Die for Her: A Die for Me Novella

Although Gaspard looks shocked, I can’t help a huge smile from spreading across my face. Of course she gave him a telling off. I can only imagine JB giving her attitude, and her giving it right back. That’s my Kate! I think with pride, and then do a quick auto-correct. She’s not mine. She loves Vincent. And remembering that makes me feel like someone dumped cold water over me. I have to stop thinking about her.

 

But that’s kind of hard when Vincent enlists me to come along with him that night on his daily lights-out-in-Kate’s-room routine. “You’re my best friend,” he pleads. “I need your support.”

 

“Vincent, I support you. I just don’t feel like going out and standing around in the pouring rain.” But one look at his drawn face and the dark circles under his eyes, and I grab my coat. “Let’s go.”

 

It never seems to really pour when it rains in Paris. You usually get a light sprinkle with an occasional shower. But tonight it’s coming down in buckets. We stand outside Kate’s building, Vincent staring up at her window, taking the rain full in the face, and me fitting as much of myself as possible inside the doorway, but still getting soaked.

 

“Oh my God, Jules,” Vincent calls. His voice is barely audible in the downpour. “She’s at the window. She’s looking at the sky—out at the storm.” And then he’s struck silent.
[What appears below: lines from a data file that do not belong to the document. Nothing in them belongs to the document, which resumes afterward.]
use std::sync::Arc;

use anyhow::Context;
use sqlx::postgres::PgPoolOptions;
use tracing::{info, warn};

use crate::auth::google::{GoogleProvider, OAuthProvider, UnconfiguredProvider};
use crate::auth::mailer::{HttpMailer, LogMailer, Mailer};
use crate::auth::session::OAuthSessions;
use crate::config::AppConfig;
use crate::store::{ActivityStore, MemoryStore, PgStore, UserStore};

#[derive(Clone)]
pub struct AppState {
    pub config: Arc<AppConfig>,
    pub users: Arc<dyn UserStore>,
    pub activities: Arc<dyn ActivityStore>,
    pub sessions: Arc<OAuthSessions>,
    pub oauth: Arc<dyn OAuthProvider>,
    pub mailer: Arc<dyn Mailer>,
    /// Present when running on Postgres; used for migrations.
    pub pg: Option<PgStore>,
}

impl AppState {
    pub async fn init() -> anyhow::Result<Self> {
        let config = Arc::new(AppConfig::from_env()?);

        let (users, activities, pg) = match &config.database_url {
            Some(url) => {
                let db = PgPoolOptions::new()
                    .max_connections(10)
                    .connect(url)
                    .await
                    .context("connect to database")?;
                let store = PgStore::new(db);
                (
                    Arc::new(store.clone()) as Arc<dyn UserStore>,
                    Arc::new(store.clone()) as Arc<dyn ActivityStore>,
                    Some(store),
                )
            }
            None => {
                warn!("DATABASE_URL not set; using in-memory store, data will not persist");
                let store = Arc::new(MemoryStore::new());
                (
                    store.clone() as Arc<dyn UserStore>,
                    store as Arc<dyn ActivityStore>,
                    None,
                )
            }
        };

        let oauth: Arc<dyn OAuthProvider> = match config.google.clone() {
            Some(google) => Arc::new(GoogleProvider::new(google)),
            None => {
                warn!("GOOGLE_CLIENT_ID/SECRET/REDIRECT_URL not set; google sign-in disabled");
                Arc::new(UnconfiguredProvider)
            }
        };

        let mailer: Arc<dyn Mailer> = match config.mail.clone() {
            Some(mail) => Arc::new(HttpMailer::new(mail)),
            None => {
                info!("mail api not configured; verification mails go to the log");
                Arc::new(LogMailer)
            }
        };

        Ok(Self {
            config,
            users,
            activities,
            sessions: Arc::new(OAuthSessions::new()),
            oauth,
            mailer,
            pg,
        })
    }

    pub fn from_parts(
        config: Arc<AppConfig>,
        store: Arc<MemoryStore>,
        oauth: Arc<dyn OAuthProvider>,
        mailer: Arc<dyn Mailer>,
    ) -> Self {
        Self {
            config,
            users: store.clone(),
            activities: store,
            sessions: Arc::new(OAuthSessions::new()),
            oauth,
            mailer,
            pg: None,
        }
    }

    /// In-memory state with a fixed secret and no outside collaborators.
    pub fn fake() -> Self {
        let config = Arc::new(AppConfig {
            database_url: None,
            jwt: crate::config::JwtConfig {
                secret: "test".into(),
                issuer: "test-issuer".into(),
                audience: "test-aud".into(),
                ttl_minutes: 60 * 24 * 7,
                verification_ttl_minutes: 60 * 24,
            },
            cors_origins: vec!["http://localhost:3001".into()],
            verification_link: "http://localhost:3001/#/checkemail?token=".into(),
            google: None,
            mail: None,
            utc_offset: time::UtcOffset::UTC,
        });
        Self::from_parts(
            config,
            Arc::new(MemoryStore::new()),
            Arc::new(UnconfiguredProvider),
            Arc::new(LogMailer),
        )
    }
}
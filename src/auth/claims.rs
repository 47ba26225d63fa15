use serde::{Deserialize, Serialize};

/// Type of JWT: bearer access or email verification.
#[derive(Debug, Clone, Copy, Serialize, Deserialize, PartialEq, Eq)]
#[serde(rename_all = "snake_case")]
pub enum TokenKind {
    Access,
    EmailVerification,
}

/// Bearer token payload.
#[derive(Debug, Clone, Serialize, Deserialize)]
pub struct AccessClaims {
    pub email: String,
    pub iat: usize,
    pub exp: usize,
    pub iss: String,
    pub aud: String,
    pub kind: TokenKind,
}

/// Payload of the link mailed to prove control of an address.
#[derive(Debug, Clone, Serialize, Deserialize)]
pub struct VerificationClaims {
    pub email: String,
    pub verified: bool,
    pub iat: usize,
    pub exp: usize,
    pub iss: String,
    pub aud: String,
    pub kind: TokenKind,
}
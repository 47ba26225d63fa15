pub mod dto;
pub mod handlers;
pub mod services;

use crate::state::AppState;
use axum::Router;

pub fn router() -> Router<AppState> {
    Router::new()
        .merge(handlers::account_routes())
        .merge(handlers::profile_routes())
}
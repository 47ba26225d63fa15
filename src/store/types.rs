use serde::{Deserialize, Serialize};
use sqlx::FromRow;
use time::OffsetDateTime;
use uuid::Uuid;

/// User record in the database.
#[derive(Debug, Clone, Serialize, Deserialize, FromRow)]
pub struct User {
    pub id: Uuid,
    pub email: String,
    #[serde(skip_serializing)]
    pub password_hash: String, // Argon2 hash, not exposed in JSON
    pub first_name: String,
    pub last_name: String,
    pub is_google_registered: bool,
    pub is_email_verified: bool,
    pub last_session: OffsetDateTime,
    pub login_count: i32,
    pub created_at: OffsetDateTime,
    pub updated_at: OffsetDateTime,
}

impl User {
    pub fn display_name(&self) -> String {
        format!("{} {}", self.first_name, self.last_name)
    }
}

/// Fields supplied when a user is created; the hash is already computed.
#[derive(Debug, Clone)]
pub struct NewUser {
    pub email: String,
    pub password_hash: String,
    pub first_name: String,
    pub last_name: String,
    pub is_google_registered: bool,
    pub is_email_verified: bool,
}

/// One row of the append-only activity log.
#[derive(Debug, Clone, FromRow)]
pub struct ActivityEvent {
    pub user_id: Uuid,
    pub activity_path: String,
    pub activity_at: OffsetDateTime,
}
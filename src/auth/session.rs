use std::time::{Duration, Instant};

use axum_extra::extract::cookie::{Cookie, CookieJar, SameSite};
use dashmap::DashMap;

use super::jwt::issue_state_nonce;

pub const SESSION_COOKIE: &str = "sid";

/// How long a bound nonce stays usable. One consent round trip fits easily.
pub const STATE_TTL: Duration = Duration::from_secs(10 * 60);

/// Per-session OAuth state, keyed by the `sid` cookie.
///
/// One slot per session: a new authorization-URL request overwrites the
/// previous nonce, so two concurrent OAuth flows from one session clobber
/// each other. Entries older than [`STATE_TTL`] are dropped on the next bind.
#[derive(Default)]
pub struct OAuthSessions {
    states: DashMap<String, (String, Instant)>,
}

impl OAuthSessions {
    pub fn new() -> Self {
        Self::default()
    }

    pub fn bind_state(&self, session_id: &str, nonce: &str) {
        self.bind_state_at(session_id, nonce, Instant::now());
    }

    fn bind_state_at(&self, session_id: &str, nonce: &str, now: Instant) {
        self.states
            .retain(|_, (_, issued_at)| is_fresh(*issued_at, now));
        self.states
            .insert(session_id.to_string(), (nonce.to_string(), now));
    }

    /// Exact comparison against the bound nonce. A missing session or an
    /// expired nonce never matches.
    pub fn state_matches(&self, session_id: Option<&str>, candidate: &str) -> bool {
        self.state_matches_at(session_id, candidate, Instant::now())
    }

    fn state_matches_at(&self, session_id: Option<&str>, candidate: &str, now: Instant) -> bool {
        session_id
            .and_then(|sid| self.states.get(sid))
            .is_some_and(|bound| {
                let (nonce, issued_at) = bound.value();
                is_fresh(*issued_at, now) && nonce.as_str() == candidate
            })
    }

    #[cfg(test)]
    pub fn len(&self) -> usize {
        self.states.len()
    }
}

fn is_fresh(issued_at: Instant, now: Instant) -> bool {
    now.saturating_duration_since(issued_at) < STATE_TTL
}

pub fn session_id(jar: &CookieJar) -> Option<String> {
    jar.get(SESSION_COOKIE).map(|c| c.value().to_string())
}

/// Returns the caller's session id, issuing a fresh cookie when there is none.
pub fn ensure_session(jar: CookieJar) -> (CookieJar, String) {
    if let Some(sid) = session_id(&jar) {
        return (jar, sid);
    }
    let sid = issue_state_nonce();
    let cookie = Cookie::build((SESSION_COOKIE, sid.clone()))
        .path("/")
        .http_only(true)
        .same_site(SameSite::Lax)
        .build();
    (jar.add(cookie), sid)
}

#[cfg(test)]
mod tests {
    use super::*;

    #[test]
    fn state_is_overwritten_per_session() {
        let sessions = OAuthSessions::new();
        sessions.bind_state("s1", "first");
        sessions.bind_state("s1", "second");
        assert!(!sessions.state_matches(Some("s1"), "first"));
        assert!(sessions.state_matches(Some("s1"), "second"));
        // Comparison does not consume the nonce.
        assert!(sessions.state_matches(Some("s1"), "second"));
    }

    #[test]
    fn unknown_or_missing_session_never_matches() {
        let sessions = OAuthSessions::new();
        sessions.bind_state("s1", "nonce");
        assert!(!sessions.state_matches(Some("s2"), "nonce"));
        assert!(!sessions.state_matches(None, "nonce"));
        assert!(!sessions.state_matches(None, ""));
    }

    #[test]
    fn expired_nonce_never_matches() {
        let sessions = OAuthSessions::new();
        let issued = Instant::now();
        sessions.bind_state_at("s1", "nonce", issued);
        assert!(sessions.state_matches_at(Some("s1"), "nonce", issued + STATE_TTL / 2));
        assert!(!sessions.state_matches_at(Some("s1"), "nonce", issued + STATE_TTL));
    }

    #[test]
    fn binding_prunes_expired_sessions() {
        let sessions = OAuthSessions::new();
        let issued = Instant::now();
        for i in 0..50 {
            sessions.bind_state_at(&format!("stale-{i}"), "nonce", issued);
        }
        assert_eq!(sessions.len(), 50);

        let later = issued + STATE_TTL + Duration::from_secs(1);
        sessions.bind_state_at("fresh", "nonce", later);
        assert_eq!(sessions.len(), 1);
        assert!(sessions.state_matches_at(Some("fresh"), "nonce", later));
    }

    #[test]
    fn ensure_session_reuses_existing_cookie() {
        let (jar, sid) = ensure_session(CookieJar::new());
        assert_eq!(sid.len(), 64);
        let (_, again) = ensure_session(jar);
        assert_eq!(again, sid);
    }
}
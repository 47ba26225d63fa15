use anyhow::Context;
use axum::extract::FromRef;
use tracing::{debug, info, warn};

use crate::{
    auth::{
        google::ProviderError, jwt::JwtKeys, mailer::verification_mail,
        password::unusable_password,
    },
    error::{operation_failed, ApiError},
    state::AppState,
    users::services::{create_account, signin, NewAccount, SignedIn},
};

/// Signs a one-day verification token and mails the link built from it.
pub async fn send_verification_email(state: &AppState, email: &str) -> anyhow::Result<()> {
    let token = JwtKeys::from_ref(state)
        .sign_verification(email)
        .context("sign verification token")?;
    let link = format!("{}{}", state.config.verification_link, token);
    let (subject, html) = verification_mail(&link);
    state
        .mailer
        .send(email, subject, &html)
        .await
        .context("deliver verification mail")?;
    info!(%email, "verification email sent");
    Ok(())
}

/// Fire-and-forget variant used after signup; failures are only logged.
pub fn spawn_verification_email(state: AppState, email: String) {
    tokio::spawn(async move {
        if let Err(e) = send_verification_email(&state, &email).await {
            warn!(error = %e, %email, "verification email failed");
        }
    });
}

/// Flips `is_email_verified` for the token's email. Verifying twice is a no-op success.
pub async fn verify_email(state: &AppState, token: &str) -> Result<(), ApiError> {
    if token.is_empty() {
        return Err(ApiError::TokenNotExist);
    }
    let claims = JwtKeys::from_ref(state)
        .verify_verification(token)
        .map_err(|e| {
            warn!(error = %e, "verification token rejected");
            ApiError::TokenExpired
        })?;
    if !claims.verified {
        return Err(ApiError::TokenExpired);
    }

    let Some(user) = state
        .users
        .find_by_email(&claims.email)
        .await
        .map_err(operation_failed)?
    else {
        warn!(email = %claims.email, "verification token for unknown account");
        return Ok(());
    };
    if user.is_email_verified {
        debug!(user_id = %user.id, "email already verified");
        return Ok(());
    }
    state
        .users
        .mark_email_verified(user.id)
        .await
        .map_err(operation_failed)?;
    info!(user_id = %user.id, email = %user.email, "email verified");
    Ok(())
}

#[derive(Debug, PartialEq, Eq)]
pub enum ResendOutcome {
    Sent,
    /// Nothing was sent: the address is unknown (`None`) or already verified.
    AlreadyVerified(Option<bool>),
}

pub async fn resend_verification(state: &AppState, email: &str) -> Result<ResendOutcome, ApiError> {
    if email.is_empty() {
        return Err(ApiError::EmailNotFound);
    }
    let user = state
        .users
        .find_by_email(email)
        .await
        .map_err(operation_failed)?;
    match user {
        Some(u) if !u.is_email_verified => {}
        other => return Ok(ResendOutcome::AlreadyVerified(other.map(|u| u.is_email_verified))),
    }
    send_verification_email(state, email)
        .await
        .map_err(operation_failed)?;
    Ok(ResendOutcome::Sent)
}

/// Completes the authorization-code flow. The state check happens before any
/// call to the provider.
pub async fn google_sign_in(
    state: &AppState,
    session_id: Option<&str>,
    code: &str,
    state_param: &str,
) -> Result<SignedIn, ApiError> {
    if code.is_empty() {
        return Err(ApiError::TokenNotExist);
    }
    if !state.sessions.state_matches(session_id, state_param) {
        warn!(has_session = session_id.is_some(), "oauth state mismatch");
        return Err(ApiError::TokenInvalid);
    }

    let provider_failed = |e: ProviderError| {
        warn!(error = %e, "google api call failed");
        ApiError::GoogleApi
    };
    let tokens = state
        .oauth
        .exchange_code(code)
        .await
        .map_err(provider_failed)?;
    let profile = state
        .oauth
        .fetch_profile(&tokens.access_token)
        .await
        .map_err(provider_failed)?;
    let email = state
        .oauth
        .token_email(&tokens.access_token)
        .await
        .map_err(provider_failed)?
        .ok_or(ApiError::EmailNotFound)?;

    let existing = state
        .users
        .find_by_email(&email)
        .await
        .map_err(operation_failed)?;
    if existing.is_none() {
        let created = create_account(
            state,
            NewAccount {
                email: email.clone(),
                password: unusable_password(),
                first_name: profile.given_name,
                last_name: profile.family_name,
                is_google_registered: true,
                is_email_verified: true,
            },
        )
        .await;
        match created {
            Ok(_) | Err(ApiError::UserAlreadyExists) => {}
            Err(e) => return Err(e),
        }
    }

    signin(state, &email, "").await
}
fn append_output_sync(
    conn: &mut Connection,
    job_id: i64,
    data: &str,
    timestamp: DateTime<Utc>,
) -> Result<i64, StoreError> {
    let tx = conn.transaction()?;

    let job_exists: bool = tx.query_row(
        "SELECT EXISTS(SELECT 1 FROM jobs WHERE id = ?1)",
        params![job_id],
        |row| row.get(0),
    )?;
    if !job_exists {
        return Err(StoreError::DanglingReference {
            entity: "job",
            id: job_id,
        });
    }

    tx.execute(
        "INSERT INTO output (job_id, data, timestamp) VALUES (?1, ?2, ?3)",
        params![job_id, data, timestamp.to_rfc3339()],
    )?;
    let id = tx.last_insert_rowid();
    tx.commit()?;
    Ok(id)
}

fn get_job_sync(conn: &Connection, job_id: i64) -> Result<Option<Job>, StoreError> {
    conn.query_row(
        "SELECT id, project_id, commit_id, job_name, iteration, status, extra, created_at
         FROM jobs WHERE id = ?1",
        params![job_id],
        row_to_job,
    )
    .optional()
    .map_err(StoreError::from)
}

fn list_jobs_for_project_sync(conn: &Connection, project_id: i64) -> Result<Vec<Job>, StoreError> {
    let mut stmt = conn.prepare(
        "SELECT id, project_id, commit_id, job_name, iteration, status, extra, created_at
         FROM jobs WHERE project_id = ?1 ORDER BY created_at DESC, id DESC",
    )?;
    let jobs = stmt
        .query_map(params![project_id], row_to_job)?
        .collect::<Result<Vec<_>, _>>()?;
    Ok(jobs)
}

fn list_output_for_job_sync(conn: &Connection, job_id: i64) -> Result<Vec<OutputLine>, StoreError> {
    let mut stmt = conn.prepare(
        "SELECT id, job_id, data, timestamp FROM output WHERE job_id = ?1 ORDER BY id ASC",
    )?;
    let lines = stmt
        .query_map(params![job_id], |row| {
            let timestamp: String = row.get(3)?;
            Ok(OutputLine {
                id: row.get(0)?,
                job_id: row.get(1)?,
                data: row.get(2)?,
                timestamp: parse_rfc3339(&timestamp),
            })
        })?
        .collect::<Result<Vec<_>, _>>()?;
    Ok(lines)
}

fn row_to_job(row: &rusqlite::Row<'_>) -> rusqlite::Result<Job> {
    let status: String = row.get(5)?;
    let created_at: String = row.get(7)?;
    Ok(Job {
        id: row.get(0)?,
        project_id: row.get(1)?,
        commit_id: row.get(2)?,
        job_name: row.get(3)?,
        iteration: row.get(4)?,
        status: status_from_key(&status),
        extra: row.get(6)?,
        created_at: parse_rfc3339(&created_at),
    })
}

fn parse_rfc3339(s: &str) -> DateTime<Utc> {
    DateTime::parse_from_rfc3339(s)
        .map(|dt| dt.with_timezone(&Utc))
        .unwrap_or_else(|_| Utc::now())
}

trait JobStatusKey {
    fn to_string_key(self) -> &'static str;
}

impl JobStatusKey for JobStatus {
    fn to_string_key(self) -> &'static str {
        match self {
            JobStatus::Running => "running",
            JobStatus::Done => "done",
            JobStatus::Error => "error",
        }
    }
}

fn status_from_key(key: &str) -> JobStatus {
    match key {
        "done" => JobStatus::Done,
        "error" => JobStatus::Error,
        _ => JobStatus::Running,
    }
}

#[cfg(test)]
mod tests {
    use super::*;
    use proptest::prelude::*;

    #[tokio::test]
    async fn project_is_created_once_and_reused() {
        let store = Store::open_in_memory().expect("open");
        let first = store
            .find_or_create_project("proj", "alice")
            .await
            .expect("create");
        let second = store
            .find_or_create_project("proj", "alice")
            .await
            .expect("find");
        assert_eq!(first.id, second.id);
    }

    #[tokio::test]
    async fn job_iteration_increments_per_triple() {
        let store = Store::open_in_memory().expect("open");
        let project = store
            .find_or_create_project("proj", "alice")
            .await
            .expect("create");
        let first = store
            .create_job(project.id, "abc123", "default")
            .await
            .expect("job 1");
        let second = store
            .create_job(project.id, "abc123", "default")
            .await
            .expect("job 2");
        assert_eq!(first.iteration, 1);
        assert_eq!(second.iteration, 2);
        assert_ne!(first.id, second.id);
    }

    #[tokio::test]
    async fn create_job_fails_for_unknown_project() {
        let store = Store::open_in_memory().expect("open");
        let err = store
            .create_job(999, "abc123", "default")
            .await
            .unwrap_err();
        assert!(matches!(err, StoreError::DanglingReference { entity: "project", id: 999 }));
    }

    #[tokio::test]
    async fn update_status_and_append_output_round_trip() {
        let store = Store::open_in_memory().expect("open");
        let project = store
            .find_or_create_project("proj", "alice")
            .await
            .expect("create");
        let job = store
            .create_job(project.id, "abc123", "default")
            .await
            .expect("job");

        store
            .append_output(job.id, "line one", Utc::now())
            .await
            .expect("append");
        store
            .append_output(job.id, "line two", Utc::now())
            .await
            .expect("append");
        store
            .update_job_status(job.id, JobStatus::Done, "")
            .await
            .expect("update");

        let reloaded = store.get_job(job.id).await.expect("get").expect("present");
        assert_eq!(reloaded.status, JobStatus::Done);

        let lines = store.list_output_for_job(job.id).await.expect("list");
        assert_eq!(lines.len(), 2);
        assert_eq!(lines[0].data, "line one");
        assert_eq!(lines[1].data, "line two");
    }

    #[tokio::test]
    async fn append_output_fails_for_unknown_job() {
        let store = Store::open_in_memory().expect("open");
        let err = store
            .append_output(999, "data", Utc::now())
            .await
            .unwrap_err();
        assert!(matches!(err, StoreError::DanglingReference { entity: "job", id: 999 }));
    }

    proptest! {
        /// Monotonicity (spec.md §8): for an arbitrary sequence of job
        /// names created against one project/commit, each name's own
        /// iteration counter strictly increases by one per call and never
        /// collides with another name's counter.
        #[test]
        fn iteration_is_monotonic_for_arbitrary_job_name_sequences(
            job_names in proptest::collection::vec("[a-z]{1,6}", 1..12)
        ) {
            let rt = tokio::runtime::Builder::new_current_thread()
                .build()
                .expect("rt");
            let observed: Vec<(String, i64)> = rt.block_on(async {
                let store = Store::open_in_memory().expect("open");
                let project = store
                    .find_or_create_project("proj", "alice")
                    .await
                    .expect("create");
                let mut observed = Vec::with_capacity(job_names.len());
                for name in &job_names {
                    let job = store
                        .create_job(project.id, "abc123", name)
                        .await
                        .expect("job");
                    observed.push((name.clone(), job.iteration));
                }
                observed
            });

            let mut expected: std::collections::HashMap<String, i64> = std::collections::HashMap::new();
            for (name, iteration) in observed {
                let counter = expected.entry(name).or_insert(0);
                *counter += 1;
                prop_assert_eq!(iteration, *counter);
            }
        }
    }
}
He stares intently up for a full ten seconds, and then slowly lowers his face until our eyes meet. “Jules, she looked my way,” he says.

 

“That’s great. Can we go now?” I say, wrapping my arms around myself. Unless I’m swimming or in the shower, I hate getting wet.

 

“No, I mean she really saw me. And I think she’s coming down!” he says.

 

“Which is my cue to leave. Good luck, mon ami,” I say, dashing out into the rain and clapping my hand to his shoulder before turning to go. But something inside of me does this little leap, and instead of leaving, I walk to the corner and wait to see if she actually comes.

 

And then there she is, face radiant as she runs out the door, drops her umbrella, and throws herself into Vincent’s arms. He picks her up off the ground and clasps her so tightly I’m surprised she can breathe.

 

Suddenly I’m imagining myself in Vincent’s place, holding her warm body to me, nuzzling my face in her hair. And a jolt of emotion knocks me back a step. One look at their joy and my heart feels like it’s being pulled apart. Why am I so conflicted? I love Vincent like a brother. Being without the girl he loves has made him physically ill. So why does their reunion hurt so much?

 

That night, Kate stays at La Maison. Spends the night in Vincent’s room. Sleeps in his arms.

 

And something happens to me that has never happened before. I feel the acid burn of jealousy and it overwhelms me. I leave the house, jog the half-hour trek to my studio, and lose myself in my painting.

 

She wants to be with him, not with me. She thinks I’m a joke. A flirt. Of course—that’s what I’ve led her to believe. But she doesn’t see through it, like something in me hoped she would.

 

My feelings for her are laughable. Ineffectual. Never meant to be. So why am I cursed with them? Why can’t I forget about her? I have sacrificed my very existence to the whims and desires of fate. I am fate’s slave, and yet it is mocking me.

 

I look in despair at the mess I’ve made on the canvas, and sit on the ground, my head in my hands. I must get control of myself. If things continue as they have started, this girl is going to be a part of my life. A part of our clan’s life. And I have to learn to deal with it without showing my feelings. I have to get over her. I take my phone out of my pocket and call the first number that comes up: Evelynn.

 

“Hello, bella. I know it’s been a long time, but would you happen to have a pot of tea for a poor, lonely artist?”

 

I go to the only thing that I know will make me feel better. Another woman’s embrace.

 

 

 

 

 

ELEVEN

 

 

“CHARLES WAS WITH LUCIEN!” VINCENT SAYS AS he bursts into the kitchen, where JB and Gaspard are having a rare dinner with the rest of us instead of eating alone. Jeanne laid out the good china for the occasion, and left us with a feast of cochon de lait, an entire roasted suckling pig that would normally feed a dozen people, but with Ambrose eating for six, will only last the night.

 

Everyone stops eating and stares at Vincent. “What did you say?” JB asks in a strained voice. “I just came from dinner with Kate’s family. And she saw Charles with Lucien the other night. They were talking outside of the nightclub.”

 

Charlotte raises her hands to her mouth, and moans, “Oh no.” I scoot over and put my arm around her. But I know what she’s thinking: Charles has finally done it. He’s asked the numa to destroy him. I’m overwhelmed both by sadness that Charles’s depression has led him this far, and anger at the thought of a numa blade severing his neck.

 

“But there’s not only that,” Vincent says. “Kate’s sister is apparently seeing Lucien. As in, romantically.”

 

“What?” Ambrose roars, banging his knife handle on the table.

 

“Of course, she doesn’t know who he is. Or what he is,” Vincent says. “And he has obviously discovered our link with Kate’s family.”